Lesson #3 – Challenge yourself. Piggy-backing off the preceding paragraph, I would challenge myself more. I know from years of physical training, our mental toughness improves from difficult challenges. Each time we leave our comfort zone, and “live” in discomfort, our lives get a little easier. Our perspective on what is difficult continuously recalibrates and we grow stronger. Do things often that test your limits! Physical and mental tasks. Make it hard on yourself. It should suck! Repeated efforts of being uncomfortable expand your capabilities.
Lesson #4 – Train like a wrestler. For much of my high school career, our high school had only a five- or six-station universal machine. Fortunately for myself and my teammates, we had “Tim’s Gym” in our small PA town. Tim’s was full of free weights.

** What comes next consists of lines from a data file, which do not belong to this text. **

//! Reading compact markup extensions into Rust types.
//!
//! The [`Deserializer`] parses one `{TypeName ...}` expression and hands its arguments
//! to serde:
//!
//! - a struct receives named arguments by exact field name; positional arguments fill
//!   the first fields in declaration order, like constructor parameters
//! - a tuple or newtype struct receives positional arguments
//! - an enum picks its variant from the type name
//! - a map receives every argument, positional ones keyed by index (`"0"`, `"1"`, ...)
//!
//! Values are unescaped once and parsed on demand, so `Width=12.5` can land in an
//! `f64` field and `Mode=OneWay` in a unit enum.
//!
//! ```rust
//! use compact_markup::from_str;
//! use serde::Deserialize;
//!
//! #[derive(Deserialize, Debug, PartialEq)]
//! #[serde(rename_all = "PascalCase")]
//! struct Binding {
//!     path: String,
//!     mode: Option<String>,
//! }
//!
//! let binding: Binding = from_str("{Binding Name, Mode=OneWay}").unwrap();
//! assert_eq!(binding.path, "Name");
//! assert_eq!(binding.mode.as_deref(), Some("OneWay"));
//! ```

use crate::escape::unescape;
use crate::{parse, Error, MarkupExtension, NamedArguments, Result};
use serde::de::value::StringDeserializer;
use serde::de::{self, DeserializeSeed, IntoDeserializer, Visitor};
use serde::forward_to_deserialize_any;

/// Deserializer over one parsed markup extension.
pub struct Deserializer {
    extension: MarkupExtension,
}

impl Deserializer {
    /// Parses `text` and prepares it for deserialization.
    ///
    /// # Errors
    ///
    /// Returns any error [`parse`] reports.
    #[allow(clippy::should_implement_trait)]
    pub fn from_str(text: &str) -> Result<Self> {
        Ok(Deserializer {
            extension: parse(text)?,
        })
    }

    pub fn from_extension(extension: MarkupExtension) -> Self {
        Deserializer { extension }
    }

    fn type_name(&self) -> String {
        self.extension.type_name.to_string()
    }

    fn expect_type(&self, name: &str) -> Result<()> {
        if self.extension.type_name.matches(name) {
            Ok(())
        } else {
            Err(Error::type_mismatch(name, &self.type_name()))
        }
    }

    fn reject_named(&self) -> Result<()> {
        match self.extension.arguments.named.keys().next() {
            Some(name) => Err(Error::unknown_property(&self.type_name(), &unescape(name))),
            None => Ok(()),
        }
    }

    fn expect_arity(&self, arity: usize) -> Result<()> {
        let found = self.extension.arguments.positional.len();
        if found == arity {
            Ok(())
        } else {
            Err(Error::no_matching_constructor(&self.type_name(), found))
        }
    }

    fn positional_seq(self, len: usize) -> Result<ArgumentSeq> {
        self.reject_named()?;
        self.expect_arity(len)?;
        Ok(ArgumentSeq::new(self.extension.arguments.positional))
    }

    fn single(self) -> Result<ArgumentDeserializer> {
        self.reject_named()?;
        self.expect_arity(1)?;
        let raw = self
            .extension
            .arguments
            .positional
            .into_iter()
            .next()
            .unwrap_or_default();
        Ok(ArgumentDeserializer::new("0".to_string(), unescape(&raw)))
    }

    fn struct_map(self, fields: &'static [&'static str]) -> Result<ArgumentMap> {
        let positional = &self.extension.arguments.positional;
        if positional.len() > fields.len() {
            return Err(Error::no_matching_constructor(
                &self.type_name(),
                positional.len(),
            ));
        }

        let mut entries: NamedArguments = fields
            .iter()
            .zip(positional)
            .map(|(field, raw)| (field.to_string(), unescape(raw)))
            .collect();
        for (name, value) in &self.extension.arguments.named {
            entries.insert(unescape(name), unescape(value));
        }
        Ok(ArgumentMap::new(entries))
    }
}
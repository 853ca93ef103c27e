//! Values handed to the compact serializer.
//!
//! ## Core Types
//!
//! - [`TypeName`]: a type name with an optional namespace prefix (`x:Static`)
//! - [`ArgumentValue`]: one constructor argument or property value
//! - [`ExtensionData`]: everything needed to write one `{Type ...}` expression
//!
//! ```rust
//! use compact_markup::{ArgumentValue, ExtensionData, TypeName};
//!
//! let data = ExtensionData::new(TypeName::new("Binding"))
//!     .with_positional("Items")
//!     .with_named("Mode", "OneWay")
//!     .with_named("Converter", ArgumentValue::extension("{StaticResource Conv}"));
//!
//! assert_eq!(data.positional.len(), 1);
//! assert_eq!(data.named.len(), 2);
//! ```

use serde::{Serialize, Serializer};
use std::fmt;
use std::str::FromStr;

/// A possibly prefixed type name, written `prefix:Name`.
#[derive(Clone, Debug, PartialEq, Eq, Hash)]
pub struct TypeName {
    pub prefix: Option<String>,
    pub name: String,
}

impl TypeName {
    /// Creates an unprefixed type name.
    pub fn new(name: impl Into<String>) -> Self {
        TypeName {
            prefix: None,
            name: name.into(),
        }
    }

    pub fn with_prefix(prefix: impl Into<String>, name: impl Into<String>) -> Self {
        TypeName {
            prefix: Some(prefix.into()),
            name: name.into(),
        }
    }

    /// Splits `prefix:Name` at the first colon. Text without a colon has no prefix.
    ///
    /// ```rust
    /// use compact_markup::TypeName;
    ///
    /// let ty = TypeName::parse("x:Static");
    /// assert_eq!(ty.prefix.as_deref(), Some("x"));
    /// assert_eq!(ty.name, "Static");
    /// assert_eq!(TypeName::parse("Binding").prefix, None);
    /// ```
    #[must_use]
    pub fn parse(text: &str) -> Self {
        match text.split_once(':') {
            Some((prefix, name)) if !prefix.is_empty() => TypeName::with_prefix(prefix, name),
            Some((_, name)) => TypeName::new(name),
            None => TypeName::new(text),
        }
    }

    /// Returns `true` if `other` names this type, either by local name or in full.
    #[must_use]
    pub fn matches(&self, other: &str) -> bool {
        self.name == other || self.to_string() == other
    }
}

impl fmt::Display for TypeName {
    fn fmt(&self, f: &mut fmt::Formatter<'_>) -> fmt::Result {
        match &self.prefix {
            Some(prefix) => write!(f, "{}:{}", prefix, self.name),
            None => f.write_str(&self.name),
        }
    }
}

impl FromStr for TypeName {
    type Err = std::convert::Infallible;

    fn from_str(s: &str) -> Result<Self, Self::Err> {
        Ok(TypeName::parse(s))
    }
}

impl Serialize for TypeName {
    fn serialize<S>(&self, serializer: S) -> Result<S::Ok, S::Error>
    where
        S: Serializer,
    {
        serializer.collect_str(self)
    }
}

/// One argument value, already reduced to text by the caller.
#[derive(Clone, Debug, PartialEq, Eq)]
pub enum ArgumentValue {
    /// Plain text; escaped on output.
    String(String),
    /// A type reference; written as its qualified name without escaping.
    Type(TypeName),
    /// An already serialized nested extension; written verbatim.
    Extension(String),
}

impl ArgumentValue {
    pub fn extension(text: impl Into<String>) -> Self {
        ArgumentValue::Extension(text.into())
    }

    #[must_use]
    pub fn as_str(&self) -> Option<&str> {
        match self {
            ArgumentValue::String(s) => Some(s),
            _ => None,
        }
    }
}

impl From<&str> for ArgumentValue {
    fn from(s: &str) -> Self {
        ArgumentValue::String(s.to_string())
    }
}

impl From<String> for ArgumentValue {
    fn from(s: String) -> Self {
        ArgumentValue::String(s)
    }
}

impl From<TypeName> for ArgumentValue {
    fn from(ty: TypeName) -> Self {
        ArgumentValue::Type(ty)
    }
}

/// The state of one object as a compact markup extension.
#[derive(Clone, Debug, PartialEq, Eq)]
pub struct ExtensionData {
    pub type_name: TypeName,
    pub positional: Vec<ArgumentValue>,
    pub named: Vec<(String, ArgumentValue)>,
    /// Property names whose values are already written as constructor arguments.
    pub covered: Vec<String>,
}

impl ExtensionData {
    #[must_use]
    pub fn new(type_name: TypeName) -> Self {
        ExtensionData {
            type_name,
            positional: Vec::new(),
            named: Vec::new(),
            covered: Vec::new(),
        }
    }

    #[must_use]
    pub fn with_positional(mut self, value: impl Into<ArgumentValue>) -> Self {
        self.positional.push(value.into());
        self
    }

    #[must_use]
    pub fn with_named(mut self, name: impl Into<String>, value: impl Into<ArgumentValue>) -> Self {
        self.named.push((name.into(), value.into()));
        self
    }

    /// Marks a property as already supplied through a constructor argument, so it is
    /// not written again as `Name=Value`.
    #[must_use]
    pub fn covering(mut self, property: impl Into<String>) -> Self {
        self.covered.push(property.into());
        self
    }

    #[must_use]
    pub fn is_covered(&self, property: &str) -> bool {
        self.covered.iter().any(|p| p == property)
    }
}
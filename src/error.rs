//! Error types for compact markup-extension parsing, binding and serialization.
//!
//! Errors fall into three groups that callers are expected to treat differently:
//!
//! - **Structural errors**: the argument list has no closing `}` or has text after it.
//!   The whole expression is invalid and the surrounding attribute should be rejected.
//! - **Malformed argument lists**: doubled, leading or trailing delimiters and misplaced
//!   quotes. Reported with the original source text.
//! - **Binding errors**: an unknown property or a value that failed to convert. These are
//!   per-argument and do not abort binding of sibling arguments.
//!
//! ## Examples
//!
//! ```rust
//! use compact_markup::{parse, Error};
//!
//! let err = parse("{Binding Path=Name").unwrap_err();
//! assert!(err.is_structural());
//! assert!(matches!(err, Error::MissingTerminator { .. }));
//! ```

use std::fmt;
use thiserror::Error;

/// Represents all errors produced while reading or writing compact markup extensions.
#[derive(Debug, Clone, PartialEq, Error)]
pub enum Error {
    /// The argument list ended without a top-level `}`.
    #[error("Markup extension is missing its closing '}}': {input}")]
    MissingTerminator { input: String },

    /// Non-whitespace text follows the closing `}`.
    #[error("Unexpected content after closing '}}' at offset {offset}: {trailing}")]
    TrailingContent { offset: usize, trailing: String },

    /// Doubled, leading or trailing delimiters, or a quote where none is allowed.
    #[error("Malformed argument list in markup extension: {source_text}")]
    MalformedArguments { source_text: String },

    /// The text does not start with `{`.
    #[error("Not a markup extension: {0}")]
    NotAnExtension(String),

    /// `{` is not followed by a type name.
    #[error("Markup extension has no type name: {0}")]
    MissingTypeName(String),

    /// No constructor takes the number of positional arguments supplied.
    #[error("Type '{type_name}' has no constructor taking {arity} argument(s)")]
    NoMatchingConstructor { type_name: String, arity: usize },

    /// A named argument does not match any property of the target.
    #[error("Type '{type_name}' has no property named '{property}'")]
    UnknownProperty { type_name: String, property: String },

    /// A value could not be converted to the type its target expects.
    #[error("Cannot convert '{value}' for '{name}': expected {expected}")]
    Conversion {
        name: String,
        value: String,
        expected: String,
    },

    /// The extension names a different type than the one being read.
    #[error("Type mismatch: expected {expected}, found {found}")]
    TypeMismatch { expected: String, found: String },

    /// A Rust value has no compact markup representation.
    #[error("Unsupported type: {0}")]
    UnsupportedType(String),

    /// Writing to the output sink failed.
    #[error("IO error: {0}")]
    Io(String),

    /// Custom error
    #[error("Error: {0}")]
    Custom(String),
}

impl Error {
    /// Creates a missing-terminator error for the given argument text.
    pub fn missing_terminator(input: &str) -> Self {
        Error::MissingTerminator {
            input: input.to_string(),
        }
    }

    /// Creates a trailing-content error. `offset` is the byte offset of the first
    /// non-whitespace character after the terminator.
    pub fn trailing_content(offset: usize, trailing: &str) -> Self {
        Error::TrailingContent {
            offset,
            trailing: trailing.to_string(),
        }
    }

    /// Creates a malformed-argument-list error that quotes the original source text.
    ///
    /// # Examples
    ///
    /// ```rust
    /// use compact_markup::Error;
    ///
    /// let err = Error::malformed("{Binding a,,b}");
    /// assert!(err.to_string().contains("{Binding a,,b}"));
    /// ```
    pub fn malformed(source_text: &str) -> Self {
        Error::MalformedArguments {
            source_text: source_text.to_string(),
        }
    }

    pub fn no_matching_constructor(type_name: &str, arity: usize) -> Self {
        Error::NoMatchingConstructor {
            type_name: type_name.to_string(),
            arity,
        }
    }

    pub fn unknown_property(type_name: &str, property: &str) -> Self {
        Error::UnknownProperty {
            type_name: type_name.to_string(),
            property: property.to_string(),
        }
    }

    /// Creates a conversion error for a named or positional value.
    ///
    /// # Examples
    ///
    /// ```rust
    /// use compact_markup::Error;
    ///
    /// let err = Error::conversion("Width", "wide", "f64");
    /// assert!(err.to_string().contains("expected f64"));
    /// assert!(err.is_binding());
    /// ```
    pub fn conversion(name: &str, value: &str, expected: &str) -> Self {
        Error::Conversion {
            name: name.to_string(),
            value: value.to_string(),
            expected: expected.to_string(),
        }
    }

    pub fn type_mismatch(expected: &str, found: &str) -> Self {
        Error::TypeMismatch {
            expected: expected.to_string(),
            found: found.to_string(),
        }
    }

    pub fn unsupported_type(msg: &str) -> Self {
        Error::UnsupportedType(msg.to_string())
    }

    pub fn custom<T: fmt::Display>(msg: T) -> Self {
        Error::Custom(msg.to_string())
    }

    pub fn io(msg: &str) -> Self {
        Error::Io(msg.to_string())
    }

    /// Returns `true` for errors that invalidate the whole expression.
    #[must_use]
    pub fn is_structural(&self) -> bool {
        matches!(
            self,
            Error::MissingTerminator { .. } | Error::TrailingContent { .. }
        )
    }

    /// Returns `true` for per-argument errors that leave sibling arguments bound.
    #[must_use]
    pub fn is_binding(&self) -> bool {
        matches!(
            self,
            Error::UnknownProperty { .. } | Error::Conversion { .. }
        )
    }
}

impl From<fmt::Error> for Error {
    fn from(_: fmt::Error) -> Self {
        Error::Io("formatter error".to_string())
    }
}

impl serde::ser::Error for Error {
    fn custom<T: fmt::Display>(msg: T) -> Self {
        Error::Custom(msg.to_string())
    }
}

impl serde::de::Error for Error {
    fn custom<T: fmt::Display>(msg: T) -> Self {
        Error::Custom(msg.to_string())
    }
}

pub type Result<T> = std::result::Result<T, Error>;

#[cfg(test)]
mod tests {
    use super::*;

    #[test]
    fn test_classification() {
        assert!(Error::missing_terminator("a").is_structural());
        assert!(Error::trailing_content(2, "junk").is_structural());
        assert!(!Error::malformed("{A ,}").is_structural());

        assert!(Error::unknown_property("Binding", "Pth").is_binding());
        assert!(!Error::no_matching_constructor("Binding", 3).is_binding());
    }

    #[test]
    fn test_messages() {
        let err = Error::trailing_content(3, "junk");
        assert_eq!(
            err.to_string(),
            "Unexpected content after closing '}' at offset 3: junk"
        );

        let err = Error::no_matching_constructor("x:Static", 2);
        assert!(err.to_string().contains("2 argument(s)"));
    }
}
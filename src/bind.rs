//! Splitting a token sequence into positional and named arguments.
//!
//! The binder scans tokens once. A bare literal is positional until the first
//! `Name=Value` pair shows up; the name half of that first pair was already taken as
//! positional by the time its `=` is seen, so it is moved out again.
//!
//! ```rust
//! use compact_markup::{bind, tokenize};
//!
//! let tokens = tokenize("x, y, Mode=OneWay}").unwrap().into_sequence();
//! let bound = bind(&tokens);
//!
//! assert_eq!(bound.positional, vec!["x", "y"]);
//! assert_eq!(bound.named.get("Mode"), Some("OneWay"));
//! ```

use crate::escape::unescape;
use crate::token::{Delimiter, Token, TokenSequence};
use crate::NamedArguments;

/// Arguments of one markup extension, still in raw escaped form.
#[derive(Debug, Clone, Default, PartialEq, Eq)]
pub struct BoundArguments {
    /// Constructor arguments, in order.
    pub positional: Vec<String>,
    /// Property assignments, in first-occurrence order.
    pub named: NamedArguments,
    /// Bare literals that appeared after the first named argument and were not bound.
    pub unbound: Vec<String>,
}

impl BoundArguments {
    #[must_use]
    pub fn is_empty(&self) -> bool {
        self.positional.is_empty() && self.named.is_empty()
    }

    /// Positional arguments with one level of escaping removed.
    #[must_use]
    pub fn positional_values(&self) -> Vec<String> {
        self.positional.iter().map(|raw| unescape(raw)).collect()
    }

    /// Named arguments with one level of escaping removed from names and values.
    #[must_use]
    pub fn named_values(&self) -> Vec<(String, String)> {
        self.named
            .iter()
            .map(|(name, value)| (unescape(name), unescape(value)))
            .collect()
    }
}

/// Binds a token sequence into positional and named arguments.
pub fn bind(tokens: &TokenSequence) -> BoundArguments {
    let tokens = tokens.as_slice();
    let mut bound = BoundArguments::default();
    let mut first_equals_seen = false;
    // Token index of the most recent positional entry.
    let mut last_positional: Option<usize> = None;

    for (i, token) in tokens.iter().enumerate() {
        match token {
            Token::Literal(text) => {
                let is_value = i > 0 && tokens[i - 1].is_delimiter(Delimiter::Equals);
                if is_value {
                    continue;
                }
                if bound.named.is_empty() {
                    bound.positional.push(text.clone());
                    last_positional = Some(i);
                } else if !tokens
                    .get(i + 1)
                    .is_some_and(|t| t.is_delimiter(Delimiter::Equals))
                {
                    tracing::warn!(
                        literal = text.as_str(),
                        "positional argument after named arguments ignored"
                    );
                    bound.unbound.push(text.clone());
                }
            }
            Token::Delimiter(Delimiter::Equals) => {
                let name = i.checked_sub(1).and_then(|n| tokens[n].as_literal());
                let value = tokens.get(i + 1).and_then(Token::as_literal);
                let (Some(name), Some(value)) = (name, value) else {
                    tracing::debug!(index = i, "'=' without a name and value on both sides");
                    continue;
                };

                if !first_equals_seen {
                    first_equals_seen = true;
                    if last_positional == Some(i - 1) {
                        bound.positional.pop();
                    }
                }
                bound.named.insert(name.to_string(), value.to_string());
            }
            Token::Delimiter(Delimiter::Comma) => {}
        }
    }

    bound
}

#[cfg(test)]
mod tests {
    use super::*;
    use crate::tokenize;

    fn bind_args(args: &str) -> BoundArguments {
        let tokenized = tokenize(args).unwrap();
        assert!(!tokenized.is_malformed(), "malformed: {:?}", args);
        bind(&tokenized.into_sequence())
    }

    #[test]
    fn test_positional_and_named() {
        let bound = bind_args("x, y, N=v}");
        assert_eq!(bound.positional, vec!["x", "y"]);
        assert_eq!(bound.named.len(), 1);
        assert_eq!(bound.named.get("N"), Some("v"));
        assert!(bound.unbound.is_empty());
    }

    #[test]
    fn test_first_equals_removes_name_from_positional() {
        let bound = bind_args("N=v}");
        assert!(bound.positional.is_empty());
        assert_eq!(bound.named.get("N"), Some("v"));
    }

    #[test]
    fn test_duplicate_name_overwrites_in_place() {
        let bound = bind_args("A=1, B=2, A=3}");
        let pairs: Vec<_> = bound.named.iter().collect();
        assert_eq!(
            pairs,
            vec![
                (&"A".to_string(), &"3".to_string()),
                (&"B".to_string(), &"2".to_string())
            ]
        );
    }

    #[test]
    fn test_bare_literal_after_named_is_dropped() {
        let bound = bind_args("a, N=v, b, M=w}");
        assert_eq!(bound.positional, vec!["a"]);
        assert_eq!(bound.named.get("N"), Some("v"));
        assert_eq!(bound.named.get("M"), Some("w"));
        assert_eq!(bound.unbound, vec!["b"]);
    }

    #[test]
    fn test_chained_equals() {
        let bound = bind_args("a=b=c}");
        assert!(bound.positional.is_empty());
        assert_eq!(bound.named.get("a"), Some("b"));
        assert_eq!(bound.named.get("b"), Some("c"));
    }

    #[test]
    fn test_values_stay_escaped_until_used() {
        let bound = bind_args(r"a\,b, Text=x\=y}");
        assert_eq!(bound.positional, vec![r"a\,b"]);
        assert_eq!(bound.positional_values(), vec!["a,b"]);
        assert_eq!(bound.named.get("Text"), Some(r"x\=y"));
        assert_eq!(
            bound.named_values(),
            vec![("Text".to_string(), "x=y".to_string())]
        );
    }

    #[test]
    fn test_hand_built_sequence_without_value() {
        let tokens: TokenSequence = vec![
            Token::literal("N"),
            Token::Delimiter(Delimiter::Equals),
        ]
        .into();
        let bound = bind(&tokens);
        assert_eq!(bound.positional, vec!["N"]);
        assert!(bound.named.is_empty());
    }

    #[test]
    fn test_empty() {
        let bound = bind(&TokenSequence::new());
        assert!(bound.is_empty());
    }
}
//! # compact_markup
//!
//! Reader and writer for the compact markup-extension syntax used in XML workflow
//! markup attributes:
//!
//! ```text
//! {TypeName arg1, arg2, Name1=Value1, Name2=Value2}
//! ```
//!
//! ## What's Inside
//!
//! - **Tokenizer** ([`tokenize`]): a single-pass, quote-, escape- and nesting-aware
//!   scanner for the argument list
//! - **Binder** ([`bind`]): splits tokens into positional (constructor) and named
//!   (property) arguments
//! - **Escaping** ([`escape`], [`unescape`]): backslash escapes for `= , " ' { } \`
//! - **Serializer** ([`write_extension`], [`to_string`]): writes constructor and property
//!   state back into compact text
//! - **Host binding** ([`construct`]): the constructor-arity and property policies, over
//!   a host-supplied [`construct::ExtensionType`]
//!
//! ## Quick Start
//!
//! ```rust
//! use compact_markup::parse;
//!
//! let ext = parse("{Binding Items, Mode=OneWay, StringFormat='{0:N2}'}").unwrap();
//!
//! assert_eq!(ext.type_name.name, "Binding");
//! assert_eq!(ext.arguments.positional, vec!["Items"]);
//! assert_eq!(ext.arguments.named.get("Mode"), Some("OneWay"));
//! assert_eq!(ext.arguments.named.get("StringFormat"), Some("{0:N2}"));
//! ```
//!
//! ### Writing
//!
//! ```rust
//! use compact_markup::{extension_to_string, ExtensionData, MarkupOptions, TypeName};
//!
//! let data = ExtensionData::new(TypeName::with_prefix("wf", "ActivityBind"))
//!     .with_positional("Workflow1")
//!     .with_named("Path", "Items[0].Name");
//!
//! let text = extension_to_string(&data, &MarkupOptions::default());
//! assert_eq!(text, "{wf:ActivityBind Workflow1,Path=Items[0].Name}");
//! ```
//!
//! ### With Serde
//!
//! ```rust
//! use compact_markup::{from_str, to_string};
//! use serde::{Deserialize, Serialize};
//!
//! #[derive(Serialize, Deserialize, Debug, PartialEq)]
//! #[serde(rename_all = "PascalCase")]
//! struct Binding {
//!     path: String,
//!     delay: u32,
//! }
//!
//! let binding = Binding { path: "a,b".to_string(), delay: 10 };
//! let text = to_string(&binding).unwrap();
//! assert_eq!(text, r"{Binding Path=a\,b,Delay=10}");
//!
//! let back: Binding = from_str(&text).unwrap();
//! assert_eq!(back, binding);
//! ```
//!
//! ## Error Model
//!
//! - A missing closing `}` or text after it is a structural [`Error`].
//! - Misplaced delimiters or quotes make [`tokenize`] return [`Tokenized::Malformed`];
//!   [`parse`] turns that into [`Error::MalformedArguments`] quoting the source.
//! - Unknown properties and bad values are per-argument diagnostics when binding to a
//!   host type.
//!
//! All operations are synchronous and allocate their own state; nothing is shared
//! between calls.

pub mod bind;
pub mod construct;
pub mod de;
pub mod error;
pub mod escape;
pub mod lexer;
pub mod map;
pub mod options;
pub mod parse;
pub mod ser;
pub mod token;
pub mod value;

pub use bind::{bind, BoundArguments};
pub use de::Deserializer;
pub use error::{Error, Result};
pub use escape::{escape, unescape};
pub use lexer::{tokenize, Tokenized};
pub use map::NamedArguments;
pub use options::{ArgumentSeparator, MarkupOptions, QuoteStyle};
pub use parse::{is_markup_extension, parse, strip_literal_escape, MarkupExtension};
pub use ser::{extension_to_string, write_extension, Serializer};
pub use token::{Delimiter, Token, TokenSequence};
pub use value::{ArgumentValue, ExtensionData, TypeName};

use serde::de::DeserializeOwned;
use serde::Serialize;
use std::io;

/// Serialize a struct-like `T` to compact markup.
///
/// # Errors
///
/// Returns [`Error::UnsupportedType`] if `T` or one of its fields has no compact
/// markup form.
#[must_use = "this returns the result of the operation, errors must be handled"]
pub fn to_string<T>(value: &T) -> Result<String>
where
    T: ?Sized + Serialize,
{
    to_string_with_options(value, MarkupOptions::default())
}

/// Serialize a struct-like `T` to compact markup with custom options.
///
/// ```rust
/// use compact_markup::{to_string_with_options, MarkupOptions};
/// use serde::Serialize;
///
/// #[derive(Serialize)]
/// struct Null;
///
/// let text = to_string_with_options(&Null, MarkupOptions::new().with_default_prefix("x")).unwrap();
/// assert_eq!(text, "{x:Null}");
/// ```
///
/// # Errors
///
/// Returns an error if the value cannot be serialized.
#[must_use = "this returns the result of the operation, errors must be handled"]
pub fn to_string_with_options<T>(value: &T, options: MarkupOptions) -> Result<String>
where
    T: ?Sized + Serialize,
{
    let mut serializer = Serializer::new(options);
    value.serialize(&mut serializer)?;
    Ok(serializer.into_inner())
}

/// Serialize a struct-like `T` to a writer.
///
/// # Errors
///
/// Returns an error if serialization fails or writing to the writer fails.
#[must_use = "this returns the result of the operation, errors must be handled"]
pub fn to_writer<W, T>(mut writer: W, value: &T) -> Result<()>
where
    W: io::Write,
    T: ?Sized + Serialize,
{
    let text = to_string(value)?;
    writer
        .write_all(text.as_bytes())
        .map_err(|e| Error::io(&e.to_string()))?;
    Ok(())
}

/// Deserialize a `T` from one compact markup extension.
///
/// # Errors
///
/// Returns any parse error, or a binding error if the arguments do not fit `T`.
#[must_use = "this returns the result of the operation, errors must be handled"]
pub fn from_str<T>(s: &str) -> Result<T>
where
    T: DeserializeOwned,
{
    T::deserialize(Deserializer::from_str(s)?)
}

#[cfg(test)]
mod tests {
    use super::*;
    use serde::Deserialize;

    #[derive(Serialize, Deserialize, Debug, PartialEq)]
    #[serde(rename_all = "PascalCase")]
    struct ActivityBind {
        name: String,
        path: Option<String>,
    }

    #[derive(Serialize, Deserialize, Debug, PartialEq)]
    #[serde(rename = "x:Type")]
    struct TypeRef(String);

    #[test]
    fn test_struct_round_trip() {
        let bind = ActivityBind {
            name: "Workflow1".to_string(),
            path: Some("Items['a=b'].Value".to_string()),
        };
        let text = to_string(&bind).unwrap();
        assert_eq!(
            text,
            r"{ActivityBind Name=Workflow1,Path=Items[\'a\=b\'].Value}"
        );
        assert_eq!(from_str::<ActivityBind>(&text).unwrap(), bind);
    }

    #[test]
    fn test_none_fields_skipped() {
        let bind = ActivityBind {
            name: "Workflow1".to_string(),
            path: None,
        };
        let text = to_string(&bind).unwrap();
        assert_eq!(text, "{ActivityBind Name=Workflow1}");
        assert_eq!(from_str::<ActivityBind>(&text).unwrap(), bind);
    }

    #[test]
    fn test_prefixed_newtype_round_trip() {
        let value = TypeRef("ns0:Widget".to_string());
        let text = to_string(&value).unwrap();
        assert_eq!(text, "{x:Type ns0:Widget}");
        assert_eq!(from_str::<TypeRef>(&text).unwrap(), value);
    }

    #[test]
    fn test_non_struct_rejected() {
        assert!(matches!(to_string(&42), Err(Error::UnsupportedType(_))));
        assert!(matches!(
            to_string(&vec![1, 2]),
            Err(Error::UnsupportedType(_))
        ));
    }

    #[test]
    fn test_nested_struct_field_rejected() {
        #[derive(Serialize)]
        struct Outer {
            inner: TypeRef,
        }

        let outer = Outer {
            inner: TypeRef("x".to_string()),
        };
        // Newtype structs are transparent inside arguments.
        assert_eq!(to_string(&outer).unwrap(), "{Outer inner=x}");

        #[derive(Serialize)]
        struct Deep {
            bind: ActivityBind,
        }
        let deep = Deep {
            bind: ActivityBind {
                name: "a".to_string(),
                path: None,
            },
        };
        assert!(matches!(to_string(&deep), Err(Error::UnsupportedType(_))));
    }

    #[test]
    fn test_to_writer() {
        let mut buffer = Vec::new();
        to_writer(&mut buffer, &TypeRef("T".to_string())).unwrap();
        assert_eq!(buffer, b"{x:Type T}");
    }
}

However, we didn’t know how to use them. Most of what we did was taken from Muscle and Fitness magazine’s Arnold Schwarzenegger bodybuilding work-outs that weren’t for athletes as much as for aesthetic reasons to look better.
Training has become much more advanced over the past 30 years. The fitness industry has exploded and now offers strength and conditioning programs specific to every sport.
Not training like a wrestler is a poor decision on any wrestler’s part. This is not to say you need fancy equipment. You don’t. Training to increase and enhance your wrestling abilities entails doing a lot of pull-ups, push-ups, squats, deadlifts, power cleans, and grip-strength exercises. If I was wrestling today, I would train for the demands of wrestling and put the bodybuilding workouts off to the side for when my career was over.
Lesson #5 – Recognize that your time on a wrestling mat will end. I never thought of that as a high school wrestler. Your time as a wrestler goes quick. Really quick! Do all you can to be the best wrestler you can be. It may not seem like it, but your time as a competitive wrestler is short. I was a competitive wrestler for about 12 years. Really, only the last eight. Nothing before high school was important.
For the small percentage, those eight years (four in high school and four in college) may extend to 10 years, or more for the elite wrestlers competing for World and Olympic teams; the one percent and professionals in our sport.
You can’t go back in time. I encourage you to leave your competition days knowing you did all you could. Have no regrets. In the end, you will be proud of what you did if you gave it your best.